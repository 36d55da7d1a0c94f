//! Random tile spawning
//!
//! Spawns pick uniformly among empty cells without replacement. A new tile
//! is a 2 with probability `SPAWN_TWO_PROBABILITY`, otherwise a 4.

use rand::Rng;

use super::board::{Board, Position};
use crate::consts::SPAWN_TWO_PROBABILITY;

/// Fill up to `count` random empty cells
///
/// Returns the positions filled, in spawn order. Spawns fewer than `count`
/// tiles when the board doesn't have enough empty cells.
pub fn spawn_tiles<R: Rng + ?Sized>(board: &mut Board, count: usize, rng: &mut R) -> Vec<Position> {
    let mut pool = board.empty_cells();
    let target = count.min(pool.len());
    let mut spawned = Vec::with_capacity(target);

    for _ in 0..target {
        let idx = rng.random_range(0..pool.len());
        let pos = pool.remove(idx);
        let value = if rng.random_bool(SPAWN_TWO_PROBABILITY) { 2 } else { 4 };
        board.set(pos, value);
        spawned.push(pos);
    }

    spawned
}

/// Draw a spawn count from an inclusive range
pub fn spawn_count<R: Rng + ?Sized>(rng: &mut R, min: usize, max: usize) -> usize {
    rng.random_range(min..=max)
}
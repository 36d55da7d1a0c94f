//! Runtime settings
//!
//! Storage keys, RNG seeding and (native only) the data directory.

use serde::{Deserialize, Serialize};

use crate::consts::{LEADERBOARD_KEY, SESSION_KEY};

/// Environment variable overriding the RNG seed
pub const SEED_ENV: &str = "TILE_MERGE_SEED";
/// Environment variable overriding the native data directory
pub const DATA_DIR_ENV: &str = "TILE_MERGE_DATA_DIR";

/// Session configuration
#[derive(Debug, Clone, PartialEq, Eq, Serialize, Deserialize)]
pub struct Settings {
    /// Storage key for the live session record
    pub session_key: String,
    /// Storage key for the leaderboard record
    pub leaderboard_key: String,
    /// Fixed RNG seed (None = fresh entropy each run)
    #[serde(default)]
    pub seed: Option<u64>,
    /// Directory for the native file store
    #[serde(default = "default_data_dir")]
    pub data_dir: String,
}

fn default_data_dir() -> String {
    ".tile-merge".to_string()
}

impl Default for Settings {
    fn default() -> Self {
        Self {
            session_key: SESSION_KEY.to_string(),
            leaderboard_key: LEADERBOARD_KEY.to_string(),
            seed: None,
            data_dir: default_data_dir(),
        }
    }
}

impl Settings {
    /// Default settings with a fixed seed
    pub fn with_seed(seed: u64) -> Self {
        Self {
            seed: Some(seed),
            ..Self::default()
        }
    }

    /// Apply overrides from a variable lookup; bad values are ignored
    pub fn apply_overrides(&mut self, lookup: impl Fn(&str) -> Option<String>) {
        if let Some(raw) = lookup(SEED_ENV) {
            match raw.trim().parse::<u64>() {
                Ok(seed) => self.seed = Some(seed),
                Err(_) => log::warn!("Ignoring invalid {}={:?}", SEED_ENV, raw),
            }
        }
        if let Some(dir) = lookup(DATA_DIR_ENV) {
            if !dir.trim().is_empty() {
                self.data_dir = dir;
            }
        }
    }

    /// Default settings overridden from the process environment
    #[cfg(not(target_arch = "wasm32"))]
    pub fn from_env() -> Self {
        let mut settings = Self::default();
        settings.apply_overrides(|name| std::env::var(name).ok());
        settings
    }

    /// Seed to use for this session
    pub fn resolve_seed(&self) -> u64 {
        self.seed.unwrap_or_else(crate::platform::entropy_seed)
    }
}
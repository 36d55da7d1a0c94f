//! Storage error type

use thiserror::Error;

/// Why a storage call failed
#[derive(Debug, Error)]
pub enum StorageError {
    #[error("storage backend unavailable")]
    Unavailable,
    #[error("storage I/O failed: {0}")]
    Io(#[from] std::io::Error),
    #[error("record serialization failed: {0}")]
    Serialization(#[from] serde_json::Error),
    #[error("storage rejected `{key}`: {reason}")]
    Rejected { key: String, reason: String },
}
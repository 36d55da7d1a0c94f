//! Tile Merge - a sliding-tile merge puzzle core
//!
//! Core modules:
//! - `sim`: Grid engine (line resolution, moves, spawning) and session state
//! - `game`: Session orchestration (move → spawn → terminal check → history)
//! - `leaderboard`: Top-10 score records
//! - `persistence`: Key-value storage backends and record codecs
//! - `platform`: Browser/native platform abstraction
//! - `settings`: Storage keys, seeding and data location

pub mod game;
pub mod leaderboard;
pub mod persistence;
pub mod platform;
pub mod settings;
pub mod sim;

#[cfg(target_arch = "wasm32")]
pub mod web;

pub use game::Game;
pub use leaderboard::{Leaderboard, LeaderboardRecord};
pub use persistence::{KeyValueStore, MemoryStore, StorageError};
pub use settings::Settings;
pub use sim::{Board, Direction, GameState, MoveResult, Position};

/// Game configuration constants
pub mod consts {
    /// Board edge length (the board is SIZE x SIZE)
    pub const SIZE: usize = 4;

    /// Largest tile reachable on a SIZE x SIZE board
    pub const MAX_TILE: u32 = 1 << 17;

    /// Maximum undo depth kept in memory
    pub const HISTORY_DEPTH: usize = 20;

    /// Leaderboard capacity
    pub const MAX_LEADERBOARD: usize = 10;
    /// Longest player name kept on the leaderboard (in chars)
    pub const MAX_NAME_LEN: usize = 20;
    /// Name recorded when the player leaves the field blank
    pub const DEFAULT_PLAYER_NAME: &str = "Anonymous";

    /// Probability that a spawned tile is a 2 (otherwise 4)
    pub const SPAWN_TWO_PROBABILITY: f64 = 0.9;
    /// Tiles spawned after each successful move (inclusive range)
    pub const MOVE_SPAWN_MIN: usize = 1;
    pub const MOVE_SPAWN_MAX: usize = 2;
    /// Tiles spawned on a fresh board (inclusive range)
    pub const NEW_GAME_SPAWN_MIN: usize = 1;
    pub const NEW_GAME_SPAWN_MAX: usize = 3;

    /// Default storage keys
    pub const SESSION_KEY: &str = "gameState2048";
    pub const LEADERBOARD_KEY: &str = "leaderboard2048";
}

Activity -> Exact copies of all the records are to be printed.

Solution to this problem ->
repository 36d55da7d1a0c94f
//! Random tile spawning
//!
//! Spawns pick uniformly among empty cells without replacement. A new tile
//! is a 2 with probability `SPAWN_TWO_PROBABILITY`, otherwise a 4.

use rand::Rng;

use super::board::{Board, Position};
use crate::consts::SPAWN_TWO_PROBABILITY;

/// Fill up to `count` random empty cells
///
/// Returns the positions filled, in spawn order. Spawns fewer than `count`
/// tiles when the board doesn't have enough empty cells.
pub fn spawn_tiles<R: Rng + ?Sized>(board: &mut Board, count: usize, rng: &mut R) -> Vec<Position> {
    let mut pool = board.empty_cells();
    let target = count.min(pool.len());
    let mut spawned = Vec::with_capacity(target);

    for _ in 0..target {
        let idx = rng.random_range(0..pool.len());
        let pos = pool.remove(idx);
        let value = if rng.random_bool(SPAWN_TWO_PROBABILITY) { 2 } else { 4 };
        board.set(pos, value);
        spawned.push(pos);
    }

    spawned
}

/// Draw a spawn count from an inclusive range
pub fn spawn_count<R: Rng + ?Sized>(rng: &mut R, min: usize, max: usize) -> usize {
    rng.random_range(min..=max)
}
repository 36d55da7d1a0c94f
//! Runtime settings
//!
//! Storage keys, RNG seeding and (native only) the data directory.

use serde::{Deserialize, Serialize};

use crate::consts::{LEADERBOARD_KEY, SESSION_KEY};

/// Environment variable overriding the RNG seed
pub const SEED_ENV: &str = "TILE_MERGE_SEED";
/// Environment variable overriding the native data directory
pub const DATA_DIR_ENV: &str = "TILE_MERGE_DATA_DIR";

/// Session configuration
#[derive(Debug, Clone, PartialEq, Eq, Serialize, Deserialize)]
pub struct Settings {
    /// Storage key for the live session record
    pub session_key: String,
    /// Storage key for the leaderboard record
    pub leaderboard_key: String,
    /// Fixed RNG seed (None = fresh entropy each run)
    #[serde(default)]
    pub seed: Option<u64>,
    /// Directory for the native file store
    #[serde(default = "default_data_dir")]
    pub data_dir: String,
}

fn default_data_dir() -> String {
    ".tile-merge".to_string()
}

impl Default for Settings {
    fn default() -> Self {
        Self {
            session_key: SESSION_KEY.to_string(),
            leaderboard_key: LEADERBOARD_KEY.to_string(),
            seed: None,
            data_dir: default_data_dir(),
        }
    }
}

impl Settings {
    /// Default settings with a fixed seed
    pub fn with_seed(seed: u64) -> Self {
        Self {
            seed: Some(seed),
            ..Self::default()
        }
    }

    /// Apply overrides from a variable lookup; bad values are ignored
    pub fn apply_overrides(&mut self, lookup: impl Fn(&str) -> Option<String>) {
        if let Some(raw) = lookup(SEED_ENV) {
            match raw.trim().parse::<u64>() {
                Ok(seed) => self.seed = Some(seed),
                Err(_) => log::warn!("Ignoring invalid {}={:?}", SEED_ENV, raw),
            }
        }
        if let Some(dir) = lookup(DATA_DIR_ENV) {
            if !dir.trim().is_empty() {
                self.data_dir = dir;
            }
        }
    }

    /// Default settings overridden from the process environment
    #[cfg(not(target_arch = "wasm32"))]
    pub fn from_env() -> Self {
        let mut settings = Self::default();
        settings.apply_overrides(|name| std::env::var(name).ok());
        settings
    }

    /// Seed to use for this session
    pub fn resolve_seed(&self) -> u64 {
        self.seed.unwrap_or_else(crate::platform::entropy_seed)
    }
}
repository 36d55da7d1a0c94f
//! Storage error type

use thiserror::Error;

/// Why a storage call failed
#[derive(Debug, Error)]
pub enum StorageError {
    #[error("storage backend unavailable")]
    Unavailable,
    #[error("storage I/O failed: {0}")]
    Io(#[from] std::io::Error),
    #[error("record serialization failed: {0}")]
    Serialization(#[from] serde_json::Error),
    #[error("storage rejected `{key}`: {reason}")]
    Rejected { key: String, reason: String },
}
repository 36d55da7d1a0c94f
//! Tile Merge - a sliding-tile merge puzzle core
//!
//! Core modules:
//! - `sim`: Grid engine (line resolution, moves, spawning) and session state
//! - `game`: Session orchestration (move → spawn → terminal check → history)
//! - `leaderboard`: Top-10 score records
//! - `persistence`: Key-value storage backends and record codecs
//! - `platform`: Browser/native platform abstraction
//! - `settings`: Storage keys, seeding and data location

pub mod game;
pub mod leaderboard;
pub mod persistence;
pub mod platform;
pub mod settings;
pub mod sim;

#[cfg(target_arch = "wasm32")]
pub mod web;

pub use game::Game;
pub use leaderboard::{Leaderboard, LeaderboardRecord};
pub use persistence::{KeyValueStore, MemoryStore, StorageError};
pub use settings::Settings;
pub use sim::{Board, Direction, GameState, MoveResult, Position};

/// Game configuration constants
pub mod consts {
    /// Board edge length (the board is SIZE x SIZE)
    pub const SIZE: usize = 4;

    /// Largest tile reachable on a SIZE x SIZE board
    pub const MAX_TILE: u32 = 1 << 17;

    /// Maximum undo depth kept in memory
    pub const HISTORY_DEPTH: usize = 20;

    /// Leaderboard capacity
    pub const MAX_LEADERBOARD: usize = 10;
    /// Longest player name kept on the leaderboard (in chars)
    pub const MAX_NAME_LEN: usize = 20;
    /// Name recorded when the player leaves the field blank
    pub const DEFAULT_PLAYER_NAME: &str = "Anonymous";

    /// Probability that a spawned tile is a 2 (otherwise 4)
    pub const SPAWN_TWO_PROBABILITY: f64 = 0.9;
    /// Tiles spawned after each successful move (inclusive range)
    pub const MOVE_SPAWN_MIN: usize = 1;
    pub const MOVE_SPAWN_MAX: usize = 2;
    /// Tiles spawned on a fresh board (inclusive range)
    pub const NEW_GAME_SPAWN_MIN: usize = 1;
    pub const NEW_GAME_SPAWN_MAX: usize = 3;

    /// Default storage keys
    pub const SESSION_KEY: &str = "gameState2048";
    pub const LEADERBOARD_KEY: &str = "leaderboard2048";
}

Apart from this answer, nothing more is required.